I got back from San Antonio in good shape–the weather going down qualified as Interesting, and the weather coming back easily made the category Delightful.  The Toe is much better.    The FYE Conference was fascinating, and I met a lot of people from colleges and universities all over the country.  Random House sends a big team promoting its “common read” and “FYE read” books.    A small group of writers are given exposure to the faculty and staff who choose the books for freshmen to read, or the whole college to read.   Since The Speed of Dark has been used that way, I’m now on their radar.  I was the only fiction writer (of five) and the only woman.   Felt kind of odd, and very unlike an SF convention (where were the Klingons??   Well…there were Romulans on Star Trek on TV last night) but I had fun.

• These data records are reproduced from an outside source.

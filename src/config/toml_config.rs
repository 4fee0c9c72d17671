use crate::utils::error::{AppError, Result};
use crate::utils::validation::{self, Validate};
use regex::Regex;
use serde::{Deserialize, Serialize};
use std::net::SocketAddr;
use std::path::Path;
use std::sync::LazyLock;
use std::time::Duration;

pub const DEFAULT_BIND: &str = "127.0.0.1:3000";
pub const DEFAULT_SENDER: &str = "noreply@digital-me.dev";
pub const DEFAULT_STAGE_DELAY_MS: u64 = 300;
pub const DEFAULT_SINK_TIMEOUT_SECONDS: u64 = 10;

static ENV_VAR_PATTERN: LazyLock<Regex> =
    LazyLock::new(|| Regex::new(r"\$\{([^}]+)\}").expect("Invalid regex: env placeholder"));

#[derive(Debug, Clone, Default, Serialize, Deserialize)]
pub struct TomlConfig {
    #[serde(default)]
    pub server: ServerConfig,
    #[serde(default)]
    pub profile: ProfileConfig,
    #[serde(default)]
    pub sink: SinkConfig,
    #[serde(default)]
    pub playground: PlaygroundConfig,
}

#[derive(Debug, Clone, Serialize, Deserialize)]
#[serde(default)]
pub struct ServerConfig {
    pub bind: String,
}

impl Default for ServerConfig {
    fn default() -> Self {
        Self {
            bind: DEFAULT_BIND.to_string(),
        }
    }
}

#[derive(Debug, Clone, Default, Serialize, Deserialize)]
pub struct ProfileConfig {
    /// 未設定時使用內建的 data/profile.toml
    pub path: Option<String>,
}

#[derive(Debug, Clone, Copy, Default, PartialEq, Eq, Serialize, Deserialize)]
#[serde(rename_all = "lowercase")]
pub enum SinkKind {
    #[default]
    Log,
    Webhook,
}

#[derive(Debug, Clone, Serialize, Deserialize)]
#[serde(default)]
pub struct SinkConfig {
    pub r#type: SinkKind,
    pub endpoint: Option<String>,
    /// 收件人，未設定時使用 profile 的 email
    pub recipient: Option<String>,
    pub sender: String,
    pub auth_token: Option<String>,
    pub timeout_seconds: u64,
}

impl Default for SinkConfig {
    fn default() -> Self {
        Self {
            r#type: SinkKind::Log,
            endpoint: None,
            recipient: None,
            sender: DEFAULT_SENDER.to_string(),
            auth_token: None,
            timeout_seconds: DEFAULT_SINK_TIMEOUT_SECONDS,
        }
    }
}

impl SinkConfig {
    pub fn timeout(&self) -> Duration {
        Duration::from_secs(self.timeout_seconds)
    }
}

#[derive(Debug, Clone, Serialize, Deserialize)]
#[serde(default)]
pub struct PlaygroundConfig {
    pub stage_delay_ms: u64,
}

impl Default for PlaygroundConfig {
    fn default() -> Self {
        Self {
            stage_delay_ms: DEFAULT_STAGE_DELAY_MS,
        }
    }
}

impl TomlConfig {
    /// 從 TOML 檔案載入配置
    pub fn from_file<P: AsRef<Path>>(path: P) -> Result<Self> {
        let content = std::fs::read_to_string(&path).map_err(AppError::IoError)?;
        Self::from_toml_str(&content)
    }

    /// 從 TOML 字串解析配置
    pub fn from_toml_str(content: &str) -> Result<Self> {
        let processed_content = Self::substitute_env_vars(content);

        toml::from_str(&processed_content).map_err(|e| AppError::ConfigValidationError {
            field: "toml_parsing".to_string(),
            message: format!("TOML parsing error: {}", e),
        })
    }

    /// 替換環境變數 (例如 ${CONTACT_WEBHOOK_URL})，找不到的保留原樣
    fn substitute_env_vars(content: &str) -> String {
        ENV_VAR_PATTERN
            .replace_all(content, |caps: &regex::Captures| {
                let var_name = &caps[1];
                std::env::var(var_name).unwrap_or_else(|_| format!("${{{}}}", var_name))
            })
            .to_string()
    }

    pub fn validate_config(&self) -> Result<()> {
        validation::validate_socket_addr("server.bind", &self.server.bind)?;

        if let Some(path) = &self.profile.path {
            validation::validate_path("profile.path", path)?;
        }

        if self.sink.r#type == SinkKind::Webhook {
            let endpoint = validation::validate_required_field("sink.endpoint", &self.sink.endpoint)?;
            validation::validate_url("sink.endpoint", endpoint)?;
        }

        if let Some(token) = &self.sink.auth_token {
            validation::validate_non_empty_string("sink.auth_token", token)?;
        }

        if let Some(recipient) = &self.sink.recipient {
            validation::validate_email("sink.recipient", recipient)?;
        }
        validation::validate_email("sink.sender", &self.sink.sender)?;
        validation::validate_range("sink.timeout_seconds", self.sink.timeout_seconds, 1, 120)?;
        validation::validate_range(
            "playground.stage_delay_ms",
            self.playground.stage_delay_ms,
            0,
            5000,
        )?;

        Ok(())
    }

    pub fn bind_addr(&self) -> Result<SocketAddr> {
        validation::validate_socket_addr("server.bind", &self.server.bind)
    }

    pub fn stage_delay(&self) -> Duration {
        Duration::from_millis(self.playground.stage_delay_ms)
    }
}

impl Validate for TomlConfig {
    fn validate(&self) -> Result<()> {
        self.validate_config()
    }
}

And tomorrow is the Big Day.  My Silver Book Anniversary (so to speak.)    Among the other writers were National Book Award winners  (wow!) but I had them outnumbered, if not surrounded.     Tired now, and waiting to hear back from the hotel if they found what I left in the room (and I haven’t left anything in a hotel room in…um…I can’t think when was the last time.)   Worst is that it was my favorite writing-on-a-trip collection of music–all classical.  Bach, Stanford, Mozart, Beethoven, Elgar, etc.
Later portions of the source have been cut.